#### About this exercise
Could every line of the data be printed exactly as it reads?

[Collected data]
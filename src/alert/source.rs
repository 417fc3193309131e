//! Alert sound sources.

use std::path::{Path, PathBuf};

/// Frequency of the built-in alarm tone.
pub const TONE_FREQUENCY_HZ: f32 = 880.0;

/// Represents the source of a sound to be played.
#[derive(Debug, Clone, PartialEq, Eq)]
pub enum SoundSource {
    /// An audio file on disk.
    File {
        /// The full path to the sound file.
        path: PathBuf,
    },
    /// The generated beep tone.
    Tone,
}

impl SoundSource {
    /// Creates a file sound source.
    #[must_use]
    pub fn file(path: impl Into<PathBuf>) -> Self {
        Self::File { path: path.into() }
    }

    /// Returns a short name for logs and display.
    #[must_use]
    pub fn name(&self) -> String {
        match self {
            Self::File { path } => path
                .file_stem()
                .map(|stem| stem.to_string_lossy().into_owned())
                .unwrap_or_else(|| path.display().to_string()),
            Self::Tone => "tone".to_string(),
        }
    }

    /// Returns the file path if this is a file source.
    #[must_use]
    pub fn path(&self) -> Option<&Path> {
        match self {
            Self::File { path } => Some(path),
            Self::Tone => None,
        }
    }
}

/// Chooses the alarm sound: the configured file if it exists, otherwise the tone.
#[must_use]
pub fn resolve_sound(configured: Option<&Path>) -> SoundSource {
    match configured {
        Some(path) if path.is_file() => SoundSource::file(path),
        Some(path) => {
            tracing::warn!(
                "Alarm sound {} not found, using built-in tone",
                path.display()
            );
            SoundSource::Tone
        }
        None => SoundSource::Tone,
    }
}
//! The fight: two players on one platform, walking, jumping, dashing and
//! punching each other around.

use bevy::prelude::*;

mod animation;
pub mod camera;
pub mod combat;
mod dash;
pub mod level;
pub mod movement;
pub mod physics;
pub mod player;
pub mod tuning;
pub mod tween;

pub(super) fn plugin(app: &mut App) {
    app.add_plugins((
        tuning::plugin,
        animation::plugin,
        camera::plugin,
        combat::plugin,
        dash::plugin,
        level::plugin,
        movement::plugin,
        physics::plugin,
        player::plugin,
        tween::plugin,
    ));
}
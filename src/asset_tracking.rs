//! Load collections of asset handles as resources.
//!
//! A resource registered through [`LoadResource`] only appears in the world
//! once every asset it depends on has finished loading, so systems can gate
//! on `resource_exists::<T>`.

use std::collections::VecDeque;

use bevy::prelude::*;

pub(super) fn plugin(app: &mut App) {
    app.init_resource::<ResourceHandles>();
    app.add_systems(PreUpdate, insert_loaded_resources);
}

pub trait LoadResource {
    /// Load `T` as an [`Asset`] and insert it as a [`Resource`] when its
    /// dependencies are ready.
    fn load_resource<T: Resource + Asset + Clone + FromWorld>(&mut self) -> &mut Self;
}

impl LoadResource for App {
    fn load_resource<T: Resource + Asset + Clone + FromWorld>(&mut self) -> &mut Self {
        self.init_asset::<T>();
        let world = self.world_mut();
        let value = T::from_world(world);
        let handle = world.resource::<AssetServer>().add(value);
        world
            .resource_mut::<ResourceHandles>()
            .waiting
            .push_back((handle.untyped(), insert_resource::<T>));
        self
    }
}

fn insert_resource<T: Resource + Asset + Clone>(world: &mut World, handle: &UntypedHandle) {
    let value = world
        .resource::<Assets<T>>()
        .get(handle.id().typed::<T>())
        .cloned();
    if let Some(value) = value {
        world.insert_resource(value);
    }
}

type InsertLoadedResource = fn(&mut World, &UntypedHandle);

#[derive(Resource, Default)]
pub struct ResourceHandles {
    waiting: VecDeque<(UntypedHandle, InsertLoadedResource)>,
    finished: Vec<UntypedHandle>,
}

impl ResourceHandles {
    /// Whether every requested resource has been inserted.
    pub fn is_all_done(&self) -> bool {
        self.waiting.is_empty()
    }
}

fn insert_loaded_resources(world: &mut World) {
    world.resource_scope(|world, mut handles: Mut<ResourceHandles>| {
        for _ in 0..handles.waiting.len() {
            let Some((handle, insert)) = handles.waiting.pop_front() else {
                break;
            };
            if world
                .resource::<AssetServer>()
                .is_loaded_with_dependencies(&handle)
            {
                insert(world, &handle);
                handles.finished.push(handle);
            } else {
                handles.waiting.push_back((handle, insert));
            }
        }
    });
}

#### Task result
filename src/alert/source.rs
repository 417fc3193309131e
//! Alert sound sources.

use std::path::{Path, PathBuf};

/// Frequency of the built-in alarm tone.
pub const TONE_FREQUENCY_HZ: f32 = 880.0;

/// Represents the source of a sound to be played.
#[derive(Debug, Clone, PartialEq, Eq)]
pub enum SoundSource {
    /// An audio file on disk.
    File {
        /// The full path to the sound file.
        path: PathBuf,
    },
    /// The generated beep tone.
    Tone,
}

impl SoundSource {
    /// Creates a file sound source.
    #[must_use]
    pub fn file(path: impl Into<PathBuf>) -> Self {
        Self::File { path: path.into() }
    }

    /// Returns a short name for logs and display.
    #[must_use]
    pub fn name(&self) -> String {
        match self {
            Self::File { path } => path
                .file_stem()
                .map(|stem| stem.to_string_lossy().into_owned())
                .unwrap_or_else(|| path.display().to_string()),
            Self::Tone => "tone".to_string(),
        }
    }

    /// Returns the file path if this is a file source.
    #[must_use]
    pub fn path(&self) -> Option<&Path> {
        match self {
            Self::File { path } => Some(path),
            Self::Tone => None,
        }
    }
}

/// Chooses the alarm sound: the configured file if it exists, otherwise the tone.
#[must_use]
pub fn resolve_sound(configured: Option<&Path>) -> SoundSource {
    match configured {
        Some(path) if path.is_file() => SoundSource::file(path),
        Some(path) => {
            tracing::warn!(
                "Alarm sound {} not found, using built-in tone",
                path.display()
            );
            SoundSource::Tone
        }
        None => SoundSource::Tone,
    }
}
//! The fight: two players on one platform, walking, jumping, dashing and
//! punching each other around.

use bevy::prelude::*;

mod animation;
pub mod camera;
pub mod combat;
mod dash;
pub mod level;
pub mod movement;
pub mod physics;
pub mod player;
pub mod tuning;
pub mod tween;

pub(super) fn plugin(app: &mut App) {
    app.add_plugins((
        tuning::plugin,
        animation::plugin,
        camera::plugin,
        combat::plugin,
        dash::plugin,
        level::plugin,
        movement::plugin,
        physics::plugin,
        player::plugin,
        tween::plugin,
    ));
}
filename src/asset_tracking.rs
//! Load collections of asset handles as resources.
//!
//! A resource registered through [`LoadResource`] only appears in the world
//! once every asset it depends on has finished loading, so systems can gate
//! on `resource_exists::<T>`.

use std::collections::VecDeque;

use bevy::prelude::*;

pub(super) fn plugin(app: &mut App) {
    app.init_resource::<ResourceHandles>();
    app.add_systems(PreUpdate, insert_loaded_resources);
}

pub trait LoadResource {
    /// Load `T` as an [`Asset`] and insert it as a [`Resource`] when its
    /// dependencies are ready.
    fn load_resource<T: Resource + Asset + Clone + FromWorld>(&mut self) -> &mut Self;
}

impl LoadResource for App {
    fn load_resource<T: Resource + Asset + Clone + FromWorld>(&mut self) -> &mut Self {
        self.init_asset::<T>();
        let world = self.world_mut();
        let value = T::from_world(world);
        let handle = world.resource::<AssetServer>().add(value);
        world
            .resource_mut::<ResourceHandles>()
            .waiting
            .push_back((handle.untyped(), insert_resource::<T>));
        self
    }
}

fn insert_resource<T: Resource + Asset + Clone>(world: &mut World, handle: &UntypedHandle) {
    let value = world
        .resource::<Assets<T>>()
        .get(handle.id().typed::<T>())
        .cloned();
    if let Some(value) = value {
        world.insert_resource(value);
    }
}

type InsertLoadedResource = fn(&mut World, &UntypedHandle);

#[derive(Resource, Default)]
pub struct ResourceHandles {
    waiting: VecDeque<(UntypedHandle, InsertLoadedResource)>,
    finished: Vec<UntypedHandle>,
}

impl ResourceHandles {
    /// Whether every requested resource has been inserted.
    pub fn is_all_done(&self) -> bool {
        self.waiting.is_empty()
    }
}

fn insert_loaded_resources(world: &mut World) {
    world.resource_scope(|world, mut handles: Mut<ResourceHandles>| {
        for _ in 0..handles.waiting.len() {
            let Some((handle, insert)) = handles.waiting.pop_front() else {
                break;
            };
            if world
                .resource::<AssetServer>()
                .is_loaded_with_dependencies(&handle)
            {
                insert(world, &handle);
                handles.finished.push(handle);
            } else {
                handles.waiting.push_back((handle, insert));
            }
        }
    });
}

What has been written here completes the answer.